Every record is to be printed exactly as it appears.

START DATA UNDER STUDY

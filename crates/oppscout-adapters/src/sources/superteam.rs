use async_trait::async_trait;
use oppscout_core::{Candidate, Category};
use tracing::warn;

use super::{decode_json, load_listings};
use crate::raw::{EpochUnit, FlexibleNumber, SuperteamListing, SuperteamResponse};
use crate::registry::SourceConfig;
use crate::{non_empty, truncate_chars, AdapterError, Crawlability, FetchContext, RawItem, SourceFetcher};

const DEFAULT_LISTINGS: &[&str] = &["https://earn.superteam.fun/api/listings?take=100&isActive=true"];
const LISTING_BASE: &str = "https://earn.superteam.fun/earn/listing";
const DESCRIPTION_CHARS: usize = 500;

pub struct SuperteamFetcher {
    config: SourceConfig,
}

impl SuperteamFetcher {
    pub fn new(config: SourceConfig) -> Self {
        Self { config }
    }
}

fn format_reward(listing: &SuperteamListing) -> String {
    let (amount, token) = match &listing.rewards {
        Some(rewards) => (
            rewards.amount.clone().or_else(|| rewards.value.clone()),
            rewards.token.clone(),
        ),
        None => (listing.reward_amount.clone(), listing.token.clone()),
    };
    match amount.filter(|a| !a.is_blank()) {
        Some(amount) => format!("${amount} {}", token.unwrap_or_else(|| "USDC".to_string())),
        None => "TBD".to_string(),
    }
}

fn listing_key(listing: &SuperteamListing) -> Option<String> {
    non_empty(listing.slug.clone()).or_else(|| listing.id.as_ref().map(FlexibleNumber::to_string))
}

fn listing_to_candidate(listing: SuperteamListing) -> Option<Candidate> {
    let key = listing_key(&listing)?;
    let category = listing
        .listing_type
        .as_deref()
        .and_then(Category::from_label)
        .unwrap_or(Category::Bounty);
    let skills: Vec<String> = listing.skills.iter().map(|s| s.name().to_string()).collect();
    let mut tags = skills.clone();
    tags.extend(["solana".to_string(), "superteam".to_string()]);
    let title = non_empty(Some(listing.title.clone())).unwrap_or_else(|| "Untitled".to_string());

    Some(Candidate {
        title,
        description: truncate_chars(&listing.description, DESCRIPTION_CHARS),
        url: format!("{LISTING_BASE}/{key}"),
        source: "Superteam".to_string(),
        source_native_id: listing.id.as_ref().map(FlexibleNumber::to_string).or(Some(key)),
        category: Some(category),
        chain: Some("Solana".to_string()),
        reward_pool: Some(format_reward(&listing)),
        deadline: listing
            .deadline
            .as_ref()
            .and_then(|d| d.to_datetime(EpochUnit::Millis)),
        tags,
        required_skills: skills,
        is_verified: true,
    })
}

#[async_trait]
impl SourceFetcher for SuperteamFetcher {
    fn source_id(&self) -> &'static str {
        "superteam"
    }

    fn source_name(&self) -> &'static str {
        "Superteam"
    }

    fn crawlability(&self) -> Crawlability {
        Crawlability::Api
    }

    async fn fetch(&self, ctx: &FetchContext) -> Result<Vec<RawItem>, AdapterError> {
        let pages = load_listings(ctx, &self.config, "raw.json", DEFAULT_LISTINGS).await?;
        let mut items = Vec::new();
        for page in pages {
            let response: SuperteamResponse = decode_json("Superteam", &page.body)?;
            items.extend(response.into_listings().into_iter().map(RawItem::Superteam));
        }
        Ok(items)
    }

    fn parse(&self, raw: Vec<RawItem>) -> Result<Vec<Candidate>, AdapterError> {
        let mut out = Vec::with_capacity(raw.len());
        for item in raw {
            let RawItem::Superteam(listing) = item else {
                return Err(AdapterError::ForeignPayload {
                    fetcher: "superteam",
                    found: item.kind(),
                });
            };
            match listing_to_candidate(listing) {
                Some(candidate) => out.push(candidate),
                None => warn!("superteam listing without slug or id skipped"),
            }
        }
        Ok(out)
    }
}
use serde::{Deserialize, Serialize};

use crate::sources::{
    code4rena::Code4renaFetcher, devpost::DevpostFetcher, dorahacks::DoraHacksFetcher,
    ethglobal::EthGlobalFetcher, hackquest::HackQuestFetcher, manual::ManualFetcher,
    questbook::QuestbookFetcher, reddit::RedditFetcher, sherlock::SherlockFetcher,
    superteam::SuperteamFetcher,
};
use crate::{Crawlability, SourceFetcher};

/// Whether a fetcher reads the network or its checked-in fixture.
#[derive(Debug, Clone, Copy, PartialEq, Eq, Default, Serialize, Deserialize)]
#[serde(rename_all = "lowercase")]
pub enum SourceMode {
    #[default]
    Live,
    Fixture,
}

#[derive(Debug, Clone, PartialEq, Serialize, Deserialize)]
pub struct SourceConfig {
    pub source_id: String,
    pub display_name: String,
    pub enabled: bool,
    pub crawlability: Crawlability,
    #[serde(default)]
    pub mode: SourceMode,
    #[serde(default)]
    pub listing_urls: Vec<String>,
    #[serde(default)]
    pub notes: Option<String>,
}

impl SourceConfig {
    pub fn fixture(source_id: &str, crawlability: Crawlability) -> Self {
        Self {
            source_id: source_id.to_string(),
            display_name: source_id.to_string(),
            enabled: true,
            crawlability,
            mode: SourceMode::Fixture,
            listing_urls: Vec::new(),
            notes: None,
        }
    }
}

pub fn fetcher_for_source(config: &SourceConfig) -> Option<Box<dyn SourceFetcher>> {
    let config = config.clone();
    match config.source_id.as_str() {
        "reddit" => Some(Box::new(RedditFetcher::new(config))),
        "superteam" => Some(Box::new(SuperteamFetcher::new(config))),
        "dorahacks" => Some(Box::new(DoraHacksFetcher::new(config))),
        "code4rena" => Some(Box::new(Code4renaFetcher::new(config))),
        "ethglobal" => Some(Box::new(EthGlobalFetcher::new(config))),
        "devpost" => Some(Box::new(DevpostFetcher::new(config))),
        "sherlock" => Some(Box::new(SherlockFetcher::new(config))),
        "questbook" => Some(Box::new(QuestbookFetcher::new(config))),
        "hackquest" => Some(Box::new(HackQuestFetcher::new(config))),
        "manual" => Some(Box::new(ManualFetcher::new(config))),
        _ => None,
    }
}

END DATA UNDER STUDY

RESULT BELOW:
filename crates/oppscout-adapters/src/sources/superteam.rs
use async_trait::async_trait;
use oppscout_core::{Candidate, Category};
use tracing::warn;

use super::{decode_json, load_listings};
use crate::raw::{EpochUnit, FlexibleNumber, SuperteamListing, SuperteamResponse};
use crate::registry::SourceConfig;
use crate::{non_empty, truncate_chars, AdapterError, Crawlability, FetchContext, RawItem, SourceFetcher};

const DEFAULT_LISTINGS: &[&str] = &["https://earn.superteam.fun/api/listings?take=100&isActive=true"];
const LISTING_BASE: &str = "https://earn.superteam.fun/earn/listing";
const DESCRIPTION_CHARS: usize = 500;

pub struct SuperteamFetcher {
    config: SourceConfig,
}

impl SuperteamFetcher {
    pub fn new(config: SourceConfig) -> Self {
        Self { config }
    }
}

fn format_reward(listing: &SuperteamListing) -> String {
    let (amount, token) = match &listing.rewards {
        Some(rewards) => (
            rewards.amount.clone().or_else(|| rewards.value.clone()),
            rewards.token.clone(),
        ),
        None => (listing.reward_amount.clone(), listing.token.clone()),
    };
    match amount.filter(|a| !a.is_blank()) {
        Some(amount) => format!("${amount} {}", token.unwrap_or_else(|| "USDC".to_string())),
        None => "TBD".to_string(),
    }
}

fn listing_key(listing: &SuperteamListing) -> Option<String> {
    non_empty(listing.slug.clone()).or_else(|| listing.id.as_ref().map(FlexibleNumber::to_string))
}

fn listing_to_candidate(listing: SuperteamListing) -> Option<Candidate> {
    let key = listing_key(&listing)?;
    let category = listing
        .listing_type
        .as_deref()
        .and_then(Category::from_label)
        .unwrap_or(Category::Bounty);
    let skills: Vec<String> = listing.skills.iter().map(|s| s.name().to_string()).collect();
    let mut tags = skills.clone();
    tags.extend(["solana".to_string(), "superteam".to_string()]);
    let title = non_empty(Some(listing.title.clone())).unwrap_or_else(|| "Untitled".to_string());

    Some(Candidate {
        title,
        description: truncate_chars(&listing.description, DESCRIPTION_CHARS),
        url: format!("{LISTING_BASE}/{key}"),
        source: "Superteam".to_string(),
        source_native_id: listing.id.as_ref().map(FlexibleNumber::to_string).or(Some(key)),
        category: Some(category),
        chain: Some("Solana".to_string()),
        reward_pool: Some(format_reward(&listing)),
        deadline: listing
            .deadline
            .as_ref()
            .and_then(|d| d.to_datetime(EpochUnit::Millis)),
        tags,
        required_skills: skills,
        is_verified: true,
    })
}

#[async_trait]
impl SourceFetcher for SuperteamFetcher {
    fn source_id(&self) -> &'static str {
        "superteam"
    }

    fn source_name(&self) -> &'static str {
        "Superteam"
    }

    fn crawlability(&self) -> Crawlability {
        Crawlability::Api
    }

    async fn fetch(&self, ctx: &FetchContext) -> Result<Vec<RawItem>, AdapterError> {
        let pages = load_listings(ctx, &self.config, "raw.json", DEFAULT_LISTINGS).await?;
        let mut items = Vec::new();
        for page in pages {
            let response: SuperteamResponse = decode_json("Superteam", &page.body)?;
            items.extend(response.into_listings().into_iter().map(RawItem::Superteam));
        }
        Ok(items)
    }

    fn parse(&self, raw: Vec<RawItem>) -> Result<Vec<Candidate>, AdapterError> {
        let mut out = Vec::with_capacity(raw.len());
        for item in raw {
            let RawItem::Superteam(listing) = item else {
                return Err(AdapterError::ForeignPayload {
                    fetcher: "superteam",
                    found: item.kind(),
                });
            };
            match listing_to_candidate(listing) {
                Some(candidate) => out.push(candidate),
                None => warn!("superteam listing without slug or id skipped"),
            }
        }
        Ok(out)
    }
}
use serde::{Deserialize, Serialize};

use crate::sources::{
    code4rena::Code4renaFetcher, devpost::DevpostFetcher, dorahacks::DoraHacksFetcher,
    ethglobal::EthGlobalFetcher, hackquest::HackQuestFetcher, manual::ManualFetcher,
    questbook::QuestbookFetcher, reddit::RedditFetcher, sherlock::SherlockFetcher,
    superteam::SuperteamFetcher,
};
use crate::{Crawlability, SourceFetcher};

/// Whether a fetcher reads the network or its checked-in fixture.
#[derive(Debug, Clone, Copy, PartialEq, Eq, Default, Serialize, Deserialize)]
#[serde(rename_all = "lowercase")]
pub enum SourceMode {
    #[default]
    Live,
    Fixture,
}

#[derive(Debug, Clone, PartialEq, Serialize, Deserialize)]
pub struct SourceConfig {
    pub source_id: String,
    pub display_name: String,
    pub enabled: bool,
    pub crawlability: Crawlability,
    #[serde(default)]
    pub mode: SourceMode,
    #[serde(default)]
    pub listing_urls: Vec<String>,
    #[serde(default)]
    pub notes: Option<String>,
}

impl SourceConfig {
    pub fn fixture(source_id: &str, crawlability: Crawlability) -> Self {
        Self {
            source_id: source_id.to_string(),
            display_name: source_id.to_string(),
            enabled: true,
            crawlability,
            mode: SourceMode::Fixture,
            listing_urls: Vec::new(),
            notes: None,
        }
    }
}

pub fn fetcher_for_source(config: &SourceConfig) -> Option<Box<dyn SourceFetcher>> {
    let config = config.clone();
    match config.source_id.as_str() {
        "reddit" => Some(Box::new(RedditFetcher::new(config))),
        "superteam" => Some(Box::new(SuperteamFetcher::new(config))),
        "dorahacks" => Some(Box::new(DoraHacksFetcher::new(config))),
        "code4rena" => Some(Box::new(Code4renaFetcher::new(config))),
        "ethglobal" => Some(Box::new(EthGlobalFetcher::new(config))),
        "devpost" => Some(Box::new(DevpostFetcher::new(config))),
        "sherlock" => Some(Box::new(SherlockFetcher::new(config))),
        "questbook" => Some(Box::new(QuestbookFetcher::new(config))),
        "hackquest" => Some(Box::new(HackQuestFetcher::new(config))),
        "manual" => Some(Box::new(ManualFetcher::new(config))),
        _ => None,
    }
}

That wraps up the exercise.